I have a well curated collection of dies that cut basic shapes – strips, squares, HSTs and a few specialty applique shapes (hearts, snowman, gingerbread man, dog, cat, flower, bird). My 2-1/2″ strip die, 2-1/2″ square and and 5″ square dies are the ones I use most often. I recently ordered QSTs in 3″, 4″ and 4-1/2″ finished sizes to round out my basic dies used to create 6″, 8″ and 9″ blocks. The applique shapes are used for both raw edge applique in quilting and school-library related craft activities.
I bought a Cricut Maker because it was more cost effective to buy it than to invest in and store a complete set of alphabet and number dies. This machine allows me to cut any size letter in any size font, plus intricate appliqué shapes for fusible applique. To me, it was well worth the purchase for this alone – even though the machine is capable of much more.
1. My young sewing friend was able to cut her block fabrics using the AccuQuilt Go! (There’s no way I’m letting an 8-year-old use my rotary cutter.) She was so proud of herself.
2. HSTs and Flying Geese were a breeze to make with the FG die. Yes, it took a few minutes to figure out the best way to cut, layer and “fan” the strips, but OMG, I saved so much time and aggravation on the 150+ HSTs and 50+ FG I had to make for a quilt.
3. Scrap management is simplified and fabric waste is minimized. I took the leftover FG bits and and cut 1-1/2″ squares from them before I threw the rest away.
4. Shapes are more consistently uniform when cut by a die cutting machine.
5. The manual cutting system requires no power, software or app (plus device) to cut shapes.
- The cutting systems and dies can get expensive. They do go on sale periodically for 40-50% off. Quilters downsize and list them on FB marketplace, set them out at local yard sales or estate sales for a fraction of the original cost. Try eBay and Goodwill. Your local quilt shop may also offer a die cut rental service where you can pay a small fee to come in and use their dies and cutting equipment.
- Finding storage space for the machine and dies can be an issue if you have limited space. Again, buy one machine and only the dies you’ll really use. Yes, bundles are popular with AccuQuilt, but you probably won’t use every die in that bundled set. I keep small dies in a tote I can easily carry and longer dies & cutting mats lay flat on a shelf in my closet. The AccuQuilt Go! folds up for storage. The Sizzix Big Shot Plus does not.

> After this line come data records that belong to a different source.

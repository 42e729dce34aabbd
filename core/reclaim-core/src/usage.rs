//! OAuth usage-utilization API client and per-window usage types.
//!
//! One authenticated GET per poll cycle; the response is the authoritative
//! utilization state for that cycle and is never cached across polls.

use crate::config::credentials_path;
use crate::error::{Result, WatchError};
use chrono::{DateTime, Utc};
use fs_err as fs;
use serde::Deserialize;
use std::fmt;
use std::path::{Path, PathBuf};
use std::time::Duration;

pub const USAGE_API_URL: &str = "https://api.anthropic.com/api/oauth/usage";
const OAUTH_BETA: &str = "oauth-2025-04-20";
const REQUEST_TIMEOUT: Duration = Duration::from_secs(10);

/// Provider-defined quota windows.
#[derive(Debug, Clone, Copy, PartialEq, Eq, Hash)]
pub enum WindowId {
    FiveHour,
    SevenDay,
    SevenDayOpus,
}

impl WindowId {
    pub fn label(&self) -> &'static str {
        match self {
            WindowId::FiveHour => "5-hour",
            WindowId::SevenDay => "7-day",
            WindowId::SevenDayOpus => "7-day Opus",
        }
    }
}

impl fmt::Display for WindowId {
    fn fmt(&self, f: &mut fmt::Formatter<'_>) -> fmt::Result {
        f.write_str(self.label())
    }
}

/// Rate-limit usage for one window. Immutable once read.
#[derive(Debug, Clone, Default, PartialEq)]
pub struct UsageWindow {
    /// Percentage of quota consumed, 0-100. 100 means exhausted.
    pub utilization: f64,
    pub resets_at: Option<DateTime<Utc>>,
}

impl UsageWindow {
    pub fn is_limited(&self) -> bool {
        self.utilization >= 100.0
    }

    /// Time until reset, clamped to zero, or None when the API gave no
    /// reset timestamp.
    pub fn resets_in(&self, now: DateTime<Utc>) -> Option<chrono::Duration> {
        self.resets_at
            .map(|at| (at - now).max(chrono::Duration::zero()))
    }
}

/// All windows from one poll of the usage API.
#[derive(Debug, Clone, Default, PartialEq)]
pub struct UsageSnapshot {
    pub five_hour: UsageWindow,
    pub seven_day: UsageWindow,
    pub seven_day_opus: Option<UsageWindow>,
}

impl UsageSnapshot {
    pub fn windows(&self) -> Vec<(WindowId, &UsageWindow)> {
        let mut windows = vec![
            (WindowId::FiveHour, &self.five_hour),
            (WindowId::SevenDay, &self.seven_day),
        ];
        if let Some(opus) = &self.seven_day_opus {
            windows.push((WindowId::SevenDayOpus, opus));
        }
        windows
    }

    /// True if any window is exhausted.
    pub fn is_limited(&self) -> bool {
        self.windows().iter().any(|(_, w)| w.is_limited())
    }

    pub fn limited_windows(&self) -> Vec<(WindowId, &UsageWindow)> {
        self.windows()
            .into_iter()
            .filter(|(_, w)| w.is_limited())
            .collect()
    }

    /// Earliest reset time across limited windows.
    pub fn next_reset(&self) -> Option<DateTime<Utc>> {
        self.limited_windows()
            .into_iter()
            .filter_map(|(_, w)| w.resets_at)
            .min()
    }
}

#[derive(Debug, Default, Deserialize)]
struct RawUsage {
    #[serde(default)]
    five_hour: Option<RawWindow>,
    #[serde(default)]
    seven_day: Option<RawWindow>,
    #[serde(default)]
    seven_day_opus: Option<RawWindow>,
}

#[derive(Debug, Default, Deserialize)]
struct RawWindow {
    #[serde(default)]
    utilization: f64,
    #[serde(default)]
    resets_at: Option<String>,
}

fn window_from_raw(raw: Option<RawWindow>) -> UsageWindow {
    let raw = raw.unwrap_or_default();
    UsageWindow {
        utilization: raw.utilization,
        resets_at: raw.resets_at.as_deref().and_then(parse_reset_timestamp),
    }
}

fn parse_reset_timestamp(value: &str) -> Option<DateTime<Utc>> {
    DateTime::parse_from_rfc3339(value)
        .ok()
        .map(|t| t.with_timezone(&Utc))
}

pub(crate) fn parse_snapshot(body: &str) -> Result<UsageSnapshot> {
    let raw: RawUsage =
        serde_json::from_str(body).map_err(|err| WatchError::UsageDecode(err.to_string()))?;
    Ok(UsageSnapshot {
        five_hour: window_from_raw(raw.five_hour),
        seven_day: window_from_raw(raw.seven_day),
        seven_day_opus: raw.seven_day_opus.map(|w| window_from_raw(Some(w))),
    })
}

// ─────────────────────────────────────────────────────────────────────────
// Credentials
// ─────────────────────────────────────────────────────────────────────────

#[derive(Deserialize)]
struct CredentialsFile {
    #[serde(rename = "claudeAiOauth", default)]
    claude_ai_oauth: Option<OauthSection>,
}

#[derive(Deserialize)]
struct OauthSection {
    #[serde(rename = "accessToken", default)]
    access_token: Option<String>,
}

/// Loads the OAuth access token from the Claude Code credentials file.
pub fn load_access_token(path: &Path) -> Result<String> {
    if !path.exists() {
        return Err(WatchError::CredentialsNotFound(path.to_path_buf()));
    }
    let raw = fs::read_to_string(path).map_err(|err| WatchError::Io {
        context: format!("reading {}", path.display()),
        source: err,
    })?;
    let creds: CredentialsFile =
        serde_json::from_str(&raw).map_err(|err| WatchError::CredentialsMalformed {
            path: path.to_path_buf(),
            details: err.to_string(),
        })?;
    creds
        .claude_ai_oauth
        .and_then(|oauth| oauth.access_token)
        .filter(|token| !token.is_empty())
        .ok_or_else(|| WatchError::CredentialsMalformed {
            path: path.to_path_buf(),
            details: "missing claudeAiOauth.accessToken".to_string(),
        })
}

// ─────────────────────────────────────────────────────────────────────────
// Client
// ─────────────────────────────────────────────────────────────────────────

/// Seam for the usage API so the daemon can be driven by fakes in tests.
pub trait UsageSource: Send + Sync {
    fn fetch(&self) -> Result<UsageSnapshot>;
}

pub struct UsageClient {
    http: reqwest::blocking::Client,
    token: String,
}

impl UsageClient {
    pub fn new(token: impl Into<String>) -> Result<Self> {
        let http = reqwest::blocking::Client::builder()
            .timeout(REQUEST_TIMEOUT)
            .build()?;
        Ok(Self {
            http,
            token: token.into(),
        })
    }

    /// Builds a client from `~/.claude/.credentials.json`.
    pub fn from_default_credentials() -> Result<Self> {
        let path = credentials_path().ok_or_else(|| {
            WatchError::CredentialsNotFound(PathBuf::from("~/.claude/.credentials.json"))
        })?;
        Self::new(load_access_token(&path)?)
    }
}

impl UsageSource for UsageClient {
    fn fetch(&self) -> Result<UsageSnapshot> {
        let response = self
            .http
            .get(USAGE_API_URL)
            .header("Authorization", format!("Bearer {}", self.token))
            .header("anthropic-beta", OAUTH_BETA)
            .send()?;
        let status = response.status();
        if !status.is_success() {
            return Err(WatchError::UsageStatus {
                status: status.as_u16(),
            });
        }
        let body = response.text()?;
        parse_snapshot(&body)
    }
}

#[cfg(test)]
mod tests {
    use super::*;
    use chrono::TimeZone;
    use std::io::Write;

    #[test]
    fn parses_all_three_windows() {
        let body = r#"{
            "five_hour": {"utilization": 100.0, "resets_at": "2026-08-27T19:00:00Z"},
            "seven_day": {"utilization": 42.5, "resets_at": "2026-08-30T00:00:00Z"},
            "seven_day_opus": {"utilization": 12.0, "resets_at": null}
        }"#;
        let snapshot = parse_snapshot(body).unwrap();
        assert!(snapshot.five_hour.is_limited());
        assert_eq!(
            snapshot.five_hour.resets_at,
            Some(Utc.with_ymd_and_hms(2026, 8, 27, 19, 0, 0).unwrap())
        );
        assert!(!snapshot.seven_day.is_limited());
        assert_eq!(snapshot.seven_day_opus.as_ref().unwrap().utilization, 12.0);
        assert!(snapshot.is_limited());
    }

    #[test]
    fn missing_windows_default_to_zero_utilization() {
        let snapshot = parse_snapshot("{}").unwrap();
        assert_eq!(snapshot.five_hour.utilization, 0.0);
        assert!(snapshot.seven_day_opus.is_none());
        assert!(!snapshot.is_limited());
        assert!(snapshot.next_reset().is_none());
    }

    #[test]
    fn unparsable_reset_timestamp_becomes_none() {
        let body = r#"{"five_hour": {"utilization": 100.0, "resets_at": "not-a-date"}}"#;
        let snapshot = parse_snapshot(body).unwrap();
        assert!(snapshot.five_hour.resets_at.is_none());
    }

    #[test]
    fn invalid_json_is_a_decode_error() {
        let err = parse_snapshot("not json").unwrap_err();
        assert!(err.is_transient());
    }

    #[test]
    fn next_reset_picks_earliest_limited_window() {
        let body = r#"{
            "five_hour": {"utilization": 100.0, "resets_at": "2026-08-27T19:00:00Z"},
            "seven_day": {"utilization": 100.0, "resets_at": "2026-08-30T00:00:00Z"}
        }"#;
        let snapshot = parse_snapshot(body).unwrap();
        assert_eq!(
            snapshot.next_reset(),
            Some(Utc.with_ymd_and_hms(2026, 8, 27, 19, 0, 0).unwrap())
        );
    }

    #[test]
    fn resets_in_clamps_past_times_to_zero() {
        let window = UsageWindow {
            utilization: 100.0,
            resets_at: Some(Utc.with_ymd_and_hms(2026, 8, 27, 19, 0, 0).unwrap()),
        };
        let later = Utc.with_ymd_and_hms(2026, 8, 27, 20, 0, 0).unwrap();
        assert_eq!(window.resets_in(later), Some(chrono::Duration::zero()));
    }

    #[test]
    fn access_token_loads_from_credentials_file() {
        let mut file = tempfile::NamedTempFile::new().unwrap();
        write!(
            file,
            r#"{{"claudeAiOauth": {{"accessToken": "sk-test-token"}}}}"#
        )
        .unwrap();
        assert_eq!(load_access_token(file.path()).unwrap(), "sk-test-token");
    }

    #[test]
    fn missing_token_field_is_malformed() {
        let mut file = tempfile::NamedTempFile::new().unwrap();
        write!(file, r#"{{"claudeAiOauth": {{}}}}"#).unwrap();
        assert!(matches!(
            load_access_token(file.path()),
            Err(WatchError::CredentialsMalformed { .. })
        ));
    }

    #[test]
    fn missing_file_is_not_found() {
        let dir = tempfile::tempdir().unwrap();
        let path = dir.path().join("absent.json");
        assert!(matches!(
            load_access_token(&path),
            Err(WatchError::CredentialsNotFound(_))
        ));
    }
}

- Few patterns are written to include die cutting instructions. You’ll have to figure out the amount of fabric to buy for a project rather than relying on the back of the quilt pattern envelope. It’s no different than when the designer writes the pattern for 8 at a time triangles and you prefer to use triangle papers.
- Dies from AccuQuilt & Sizzix are not interchangeable. You can use the 5″ and 6″ wide AccuQuilt dies on a Sizzix Big Shot Plus machine with an Adapter G pad, but not the other way around. Strip cutting dies ranging in various widths from .5″ to 5″ are available from both Sizzix and AccuQuilt. I tend to cut my own larger width strips, but find 1.5″, 2.5″ & 3.5″ strip dies to be extremely helpful. Unless you already have 10″ AccuQuilt dies on hand, you may find the Sizzix Big Shot Plus machine is your best bet to be able to utilize a variety of shapes from both manufacturers.
For me, the investment in a die cutting machine and a curated selection of dies was well worth it. I think the Cricut model just below the Maker (Explore?) would have also met my needs at a lower price point. Regardless, I look forward to working with my die-cuts to create more quilts and experimenting to see what all the Cricut Maker can do once retirement becomes a reality.